* [EXERCISE OBJECTIVE]: Every line in the data below that includes "only" belongs in the answer, copied as it stands.

DATA FOR ANALYSIS Start Marker

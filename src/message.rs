//! Messages routed through the root reducer, and the action-path naming
//! convention.

use serde_json::Value;
use std::fmt;

/// Marker carried by infrastructure-internal message types. Unmatched
/// actions containing it are ignored without a warning.
pub(crate) const INTERNAL_MARKER: &str = "@@";

/// Build the path of an action: `"<module id>/<action name>"`.
///
/// # Examples
///
/// ```
/// assert_eq!(easystore::action_path("counter", "increment"), "counter/increment");
/// ```
pub fn action_path(module_id: &str, action: &str) -> String {
    format!("{module_id}/{action}")
}

/// The module id of an action path: everything before the first `/`.
///
/// # Examples
///
/// ```
/// assert_eq!(easystore::module_id("counter/increment"), Some("counter"));
/// assert_eq!(easystore::module_id("increment"), None);
/// ```
pub fn module_id(path: &str) -> Option<&str> {
    path.split_once('/').map(|(id, _)| id)
}

/// A state mutation carried by [`Message::Mutate`].
///
/// Applied at most once: the reducer takes the closure out when it runs it.
pub struct Mutator(Option<Box<dyn FnOnce(&mut Value) + Send>>);

impl Mutator {
    /// Wrap a closure that edits a module's state draft.
    pub fn new(f: impl FnOnce(&mut Value) + Send + 'static) -> Self {
        Mutator(Some(Box::new(f)))
    }

    pub(crate) fn take(&mut self) -> Option<Box<dyn FnOnce(&mut Value) + Send>> {
        self.0.take()
    }
}

impl fmt::Debug for Mutator {
    fn fmt(&self, f: &mut fmt::Formatter<'_>) -> fmt::Result {
        let state = if self.0.is_some() { "pending" } else { "applied" };
        f.debug_tuple("Mutator").field(&state).finish()
    }
}

/// The unit dispatched to the root reducer.
#[derive(Debug)]
#[non_exhaustive]
pub enum Message {
    /// Run the sync handler registered under `path` with `args`.
    Action { path: String, args: Vec<Value> },

    /// An async action under `path` has started. Observable marker only; the
    /// reducer does not change state for it.
    Start { path: String },

    /// One incremental state change produced by the async action at `path`.
    Mutate { path: String, mutator: Mutator },

    /// Add a module's initial state slice to live state.
    Register { id: String, state: Value },
}

impl Message {
    /// Run the sync action at `path`.
    pub fn action(path: impl Into<String>, args: Vec<Value>) -> Self {
        Message::Action {
            path: path.into(),
            args,
        }
    }

    /// Mark the async action at `path` as started.
    pub fn start(path: impl Into<String>) -> Self {
        Message::Start { path: path.into() }
    }

    /// Apply `f` to the state of the module `path` belongs to.
    pub fn mutate(path: impl Into<String>, f: impl FnOnce(&mut Value) + Send + 'static) -> Self {
        Message::Mutate {
            path: path.into(),
            mutator: Mutator::new(f),
        }
    }

    /// Add the slice of module `id` unless the state already has one.
    pub fn register(id: impl Into<String>, state: Value) -> Self {
        Message::Register {
            id: id.into(),
            state,
        }
    }

    /// The action path this message targets, if any.
    pub fn path(&self) -> Option<&str> {
        match self {
            Message::Action { path, .. }
            | Message::Start { path }
            | Message::Mutate { path, .. } => Some(path),
            Message::Register { .. } => None,
        }
    }

    /// A human-readable type string, as it appears in logs.
    ///
    /// `store_name` is only used for registration messages, which are typed
    /// `@@<store name>/MODULE_REGISTER`.
    ///
    /// # Examples
    ///
    /// ```
    /// use easystore::Message;
    ///
    /// assert_eq!(Message::start("user/login").type_name("app"), "user/login async START");
    /// assert_eq!(
    ///     Message::register("user", serde_json::Value::Null).type_name("app"),
    ///     "@@app/MODULE_REGISTER"
    /// );
    /// ```
    pub fn type_name(&self, store_name: &str) -> String {
        match self {
            Message::Action { path, .. } => path.clone(),
            Message::Start { path } => format!("{path} async START"),
            Message::Mutate { path, .. } => format!("{path} async PRODUCE"),
            Message::Register { .. } => format!("{INTERNAL_MARKER}{store_name}/MODULE_REGISTER"),
        }
    }
}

DATA FOR ANALYSIS End Marker

* [YOUR SOLUTION]:
    /// An async action under `path` has started. Observable marker only; the
    /// `store_name` is only used for registration messages, which are typed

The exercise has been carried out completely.